Hi Bob,
I'm grateful for your reply. Since I posted to Debian-users, I've had a reply to my second post on the TrueCrypt forum. That reply suggests that the error message is generated by a TrueCrypt assumption that the volume being mounted is formatted as FAT or NTFS, which mine isn't. Hopefully that means I can safely ignore the error message, although this goes against my instincts!
Nonetheless, I'll answer your points/questions below, in case this proves fruitful.
2008/10/15 Bob McGowan
<bob_mcgowan@symantec.com>
As noted on the Ubuntu forums page you reference, the TrueCrypt page
requires an account and login to view the details.
That's why I copied my post from the TrueCrypt forum to the Ubuntu forum, but not to worry.
I'm taking a blind shot (shot in the dark, whatever;) with this.

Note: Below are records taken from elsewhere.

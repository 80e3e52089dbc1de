//! Authentication Types
//!
//! 调用方随请求传入的凭证。所有上游都使用 `Authorization: Bearer <api_key>`。

use crate::relay::RelayError;

/// 认证信息
#[derive(Debug, Clone)]
pub struct AuthInfo {
    /// API Key
    pub api_key: String,
}

impl AuthInfo {
    pub fn new(api_key: impl Into<String>) -> Self {
        Self {
            api_key: api_key.into(),
        }
    }

    /// 从请求中的可选凭证构造认证信息
    ///
    /// 凭证缺失或为空白时返回 `RelayError::Precondition(missing_message)`，
    /// 调用方据此在发起任何网络请求之前失败。
    /// 只含空白的凭证同样视为缺失。
    pub fn require(credential: Option<&str>, missing_message: &str) -> Result<Self, RelayError> {
        match credential {
            Some(key) if !key.trim().is_empty() => Ok(Self::new(key)),
            _ => Err(RelayError::precondition(missing_message)),
        }
    }

    /// `Authorization` 头的值
    pub fn bearer(&self) -> String {
        format!("Bearer {}", self.api_key)
    }

    /// 返回遮蔽后的 API Key（用于日志输出）
    ///
    /// 显示前4位和后4位，中间用 `...` 代替
    /// 如果 key 长度不足8位，则返回 `***`
    pub fn masked_key(&self) -> String {
        if self.api_key.chars().count() > 8 {
            let prefix: String = self.api_key.chars().take(4).collect();
            let suffix: String = self
                .api_key
                .chars()
                .rev()
                .take(4)
                .collect::<Vec<_>>()
                .into_iter()
                .rev()
                .collect();
            format!("{prefix}...{suffix}")
        } else {
            "***".to_string()
        }
    }
}
//! 响应归一化
//!
//! 上游可能返回多种响应包装，这里按固定优先级依次尝试提取器，
//! 第一个认领该响应的提取器决定结果：
//!
//! 1. `choices` — OpenAI 兼容格式，取 `choices[0].message.content`
//! 2. `data` — RAGFlow 原生格式，`data.answer` / `data.content` / 字符串 / 原样文本
//! 3. `answer` — 顶层直接返回 answer
//!
//! 都不匹配时返回整个响应体的 JSON 文本，保证调用方总能拿到内容。

use crate::relay::log_codes::nrm;
use crate::relay::RelayError;
use serde_json::{Map, Value};

/// 提取器：`None` 表示该响应形状不归它处理，`Some` 即为最终结果
type Extractor = fn(&Map<String, Value>) -> Option<Result<String, RelayError>>;

const EXTRACTORS: &[(&str, Extractor)] = &[
    ("choices", extract_choices),
    ("data", extract_data),
    ("answer", extract_answer),
];

/// 将上游 200 响应体归一为纯文本回复
pub fn normalize_reply(body: &Value) -> Result<String, RelayError> {
    let object = body
        .as_object()
        .ok_or_else(|| RelayError::malformed("响应体不是 JSON 对象"))?;

    for (shape, extractor) in EXTRACTORS {
        if let Some(result) = extractor(object) {
            log::debug!("[{}] 响应按 `{shape}` 格式解析", nrm::SHAPE_MATCHED);
            return result;
        }
    }

    log::debug!("[{}] 未识别的响应格式，原样返回", nrm::PASSTHROUGH);
    Ok(body.to_string())
}

/// 非空字段；JSON `null` 视为不存在
fn present<'a>(object: &'a Map<String, Value>, key: &str) -> Option<&'a Value> {
    object.get(key).filter(|v| !v.is_null())
}

fn required_str(value: &Value, field: &str) -> Result<String, RelayError> {
    value
        .as_str()
        .map(str::to_string)
        .ok_or_else(|| RelayError::malformed(format!("{field} 不是字符串")))
}

/// OpenAI 兼容格式：`choices[0].message.content`
pub(crate) fn extract_choices(object: &Map<String, Value>) -> Option<Result<String, RelayError>> {
    let choices = present(object, "choices")?;
    let content = choices
        .get(0)
        .and_then(|choice| choice.get("message"))
        .and_then(|message| message.get("content"))
        .ok_or_else(|| RelayError::malformed("choices[0].message.content 缺失"))
        .and_then(|content| required_str(content, "choices[0].message.content"));
    Some(content)
}

fn extract_data(object: &Map<String, Value>) -> Option<Result<String, RelayError>> {
    let data = present(object, "data")?;
    let result = match data {
        Value::Object(inner) => {
            if let Some(answer) = inner.get("answer") {
                required_str(answer, "data.answer")
            } else if let Some(content) = inner.get("content") {
                required_str(content, "data.content")
            } else {
                Ok(data.to_string())
            }
        }
        Value::String(text) => Ok(text.clone()),
        other => Ok(other.to_string()),
    };
    Some(result)
}

fn extract_answer(object: &Map<String, Value>) -> Option<Result<String, RelayError>> {
    let answer = object.get("answer")?;
    Some(required_str(answer, "answer"))
}

#[cfg(test)]
mod tests {
    use super::*;
    use serde_json::json;

    #[test]
    fn test_choices_envelope() {
        let body = json!({"choices": [{"message": {"role": "assistant", "content": "hello"}}]});
        assert_eq!(normalize_reply(&body).unwrap(), "hello");
    }

    #[test]
    fn test_choices_wins_over_data() {
        let body = json!({
            "choices": [{"message": {"content": "from choices"}}],
            "data": {"answer": "from data"}
        });
        assert_eq!(normalize_reply(&body).unwrap(), "from choices");
    }

    #[test]
    fn test_null_choices_falls_through_to_data() {
        let body = json!({"choices": null, "data": {"answer": "X"}});
        assert_eq!(normalize_reply(&body).unwrap(), "X");
    }

    #[test]
    fn test_data_answer() {
        let body = json!({"code": 0, "data": {"answer": "X", "reference": {}}});
        assert_eq!(normalize_reply(&body).unwrap(), "X");
    }

    #[test]
    fn test_data_content_when_no_answer() {
        let body = json!({"data": {"content": "C"}});
        assert_eq!(normalize_reply(&body).unwrap(), "C");
    }

    #[test]
    fn test_data_object_without_known_fields_returns_text() {
        let body = json!({"data": {"id": "abc"}});
        assert_eq!(normalize_reply(&body).unwrap(), r#"{"id":"abc"}"#);
    }

    #[test]
    fn test_data_string_is_verbatim() {
        let body = json!({"data": "plain answer"});
        assert_eq!(normalize_reply(&body).unwrap(), "plain answer");
    }

    #[test]
    fn test_data_other_value_returns_text() {
        assert_eq!(normalize_reply(&json!({"data": true})).unwrap(), "true");
        assert_eq!(normalize_reply(&json!({"data": [1, 2]})).unwrap(), "[1,2]");
    }

    #[test]
    fn test_top_level_answer() {
        let body = json!({"answer": "Y"});
        assert_eq!(normalize_reply(&body).unwrap(), "Y");
    }

    #[test]
    fn test_unknown_shape_passthrough() {
        let body = json!({"code": 102, "message": "no permission"});
        assert_eq!(normalize_reply(&body).unwrap(), body.to_string());
    }

    #[test]
    fn test_empty_choices_is_malformed() {
        let body = json!({"choices": []});
        assert!(matches!(
            normalize_reply(&body),
            Err(RelayError::MalformedResponse(_))
        ));
    }

    #[test]
    fn test_non_string_answer_is_malformed() {
        let body = json!({"data": {"answer": 42}});
        assert!(matches!(
            normalize_reply(&body),
            Err(RelayError::MalformedResponse(_))
        ));
    }

    #[test]
    fn test_non_object_body_is_malformed() {
        assert!(matches!(
            normalize_reply(&json!(["a"])),
            Err(RelayError::MalformedResponse(_))
        ));
    }
}
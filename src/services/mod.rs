pub mod chat;
pub mod summarise;

pub use chat::ChatService;
pub use summarise::{build_summary_prompt, SummariseService};
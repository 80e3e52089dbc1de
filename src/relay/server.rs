//! HTTP 中继服务器
//!
//! 基于 Axum 的 HTTP 服务器，暴露 /chat、/summarise 与 /health

use super::{handlers, log_codes::srv, RelayError};
use crate::config::{ServerConfig, UpstreamConfig};
use crate::services::{ChatService, SummariseService};
use axum::{
    http::{header::CONTENT_TYPE, Method},
    routing::{get, post},
    Router,
};
use std::net::SocketAddr;
use std::sync::Arc;
use std::time::Duration;
use tokio::sync::{oneshot, RwLock};
use tokio::task::JoinHandle;
use tower_http::cors::{Any, CorsLayer};

/// 中继服务器状态（共享）
#[derive(Clone)]
pub struct RelayState {
    pub chat: ChatService,
    pub summarise: SummariseService,
}

impl RelayState {
    pub fn new(chat: ChatService) -> Self {
        Self {
            summarise: SummariseService::new(chat.clone()),
            chat,
        }
    }

    pub fn from_config(upstream: UpstreamConfig) -> Result<Self, RelayError> {
        Ok(Self::new(ChatService::from_config(upstream)?))
    }
}

/// 中继服务器信息
#[derive(Debug, Clone)]
pub struct RelayServerInfo {
    pub address: String,
    /// 实际监听端口（配置为 0 时由系统分配）
    pub port: u16,
    pub started_at: String,
}

/// 等待进行中的请求完成的最长时间
const STOP_TIMEOUT: Duration = Duration::from_secs(30);

pub fn build_router(state: RelayState) -> Router {
    let cors = CorsLayer::new()
        .allow_origin(Any)
        .allow_methods([Method::POST, Method::OPTIONS])
        .allow_headers([CONTENT_TYPE]);

    Router::new()
        .route("/health", get(handlers::health_check))
        .route(
            "/chat",
            post(handlers::handle_chat).fallback(handlers::method_not_allowed),
        )
        .route(
            "/summarise",
            post(handlers::handle_summarise).fallback(handlers::method_not_allowed),
        )
        .layer(cors)
        .with_state(state)
}

/// 中继 HTTP 服务器
pub struct RelayServer {
    config: ServerConfig,
    state: RelayState,
    shutdown_tx: Arc<RwLock<Option<oneshot::Sender<()>>>>,
    server_handle: Arc<RwLock<Option<JoinHandle<()>>>>,
}

impl RelayServer {
    pub fn new(config: ServerConfig, state: RelayState) -> Self {
        Self {
            config,
            state,
            shutdown_tx: Arc::new(RwLock::new(None)),
            server_handle: Arc::new(RwLock::new(None)),
        }
    }

    pub async fn start(&self) -> Result<RelayServerInfo, RelayError> {
        // 检查是否已在运行
        if self.shutdown_tx.read().await.is_some() {
            return Err(RelayError::AlreadyRunning);
        }

        let addr: SocketAddr =
            format!("{}:{}", self.config.listen_address, self.config.listen_port)
                .parse()
                .map_err(|e| RelayError::BindFailed(format!("无效的地址: {e}")))?;

        let (shutdown_tx, shutdown_rx) = oneshot::channel();
        let app = build_router(self.state.clone());

        let listener = tokio::net::TcpListener::bind(&addr)
            .await
            .map_err(|e| RelayError::BindFailed(e.to_string()))?;
        let local_addr = listener
            .local_addr()
            .map_err(|e| RelayError::BindFailed(e.to_string()))?;

        log::info!("[{}] 中继服务器启动于 {local_addr}", srv::STARTED);

        *self.shutdown_tx.write().await = Some(shutdown_tx);

        let handle = tokio::spawn(async move {
            if let Err(e) = axum::serve(listener, app)
                .with_graceful_shutdown(async {
                    shutdown_rx.await.ok();
                })
                .await
            {
                log::error!("[{}] 服务器任务异常退出: {e}", srv::TASK_ERROR);
            }
            log::info!("[{}] 中继服务器已停止", srv::STOPPED);
        });
        *self.server_handle.write().await = Some(handle);

        Ok(RelayServerInfo {
            address: local_addr.ip().to_string(),
            port: local_addr.port(),
            started_at: chrono::Utc::now().to_rfc3339(),
        })
    }

    /// 停止接收新连接，并等待进行中的请求完成
    pub async fn stop(&self) -> Result<(), RelayError> {
        self.stop_with_timeout(STOP_TIMEOUT).await
    }

    pub async fn stop_with_timeout(&self, timeout: Duration) -> Result<(), RelayError> {
        let tx = self
            .shutdown_tx
            .write()
            .await
            .take()
            .ok_or(RelayError::NotRunning)?;
        let _ = tx.send(());

        let Some(mut handle) = self.server_handle.write().await.take() else {
            return Ok(());
        };
        match tokio::time::timeout(timeout, &mut handle).await {
            Ok(Ok(())) => Ok(()),
            Ok(Err(e)) => {
                log::error!("[{}] 服务器任务异常退出: {e}", srv::TASK_ERROR);
                Ok(())
            }
            Err(_) => {
                log::warn!(
                    "[{}] 等待请求完成超时 ({}s)，强制关闭",
                    srv::TASK_ERROR,
                    timeout.as_secs()
                );
                handle.abort();
                Err(RelayError::StopTimeout)
            }
        }
    }

    pub async fn is_running(&self) -> bool {
        self.shutdown_tx.read().await.is_some()
    }
}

Does the 'uid=1000' follow the '-o' option?
And, if it does, but there are other options used with it, is it a comma separated list?
No, I'm afraid not.
The pertinent part of the 'mount' man page is:
-o Options are specified with a -o flag followed by a comma
separated string of options. Some of these options are only
useful when they appear in the /etc/fstab file.
Interesting. Given that I didn't actually use the 'mount' command, I'm not sure this is relevant to me, but perhaps TrueCrypt is calling it. I haven't looked at TrueCrypt's source code to check this.
And many of the options are filesystem specific, so a final question:
Does the FS being mounted support the option? The 'uid=...' is listed
under specific filesystem types, implying some don't support the
concept.
I was using the TrueCrypt command to mount an ext3 volume, which in fact doesn't seem to have 'uid=' listed as an option in the 'mount' man page.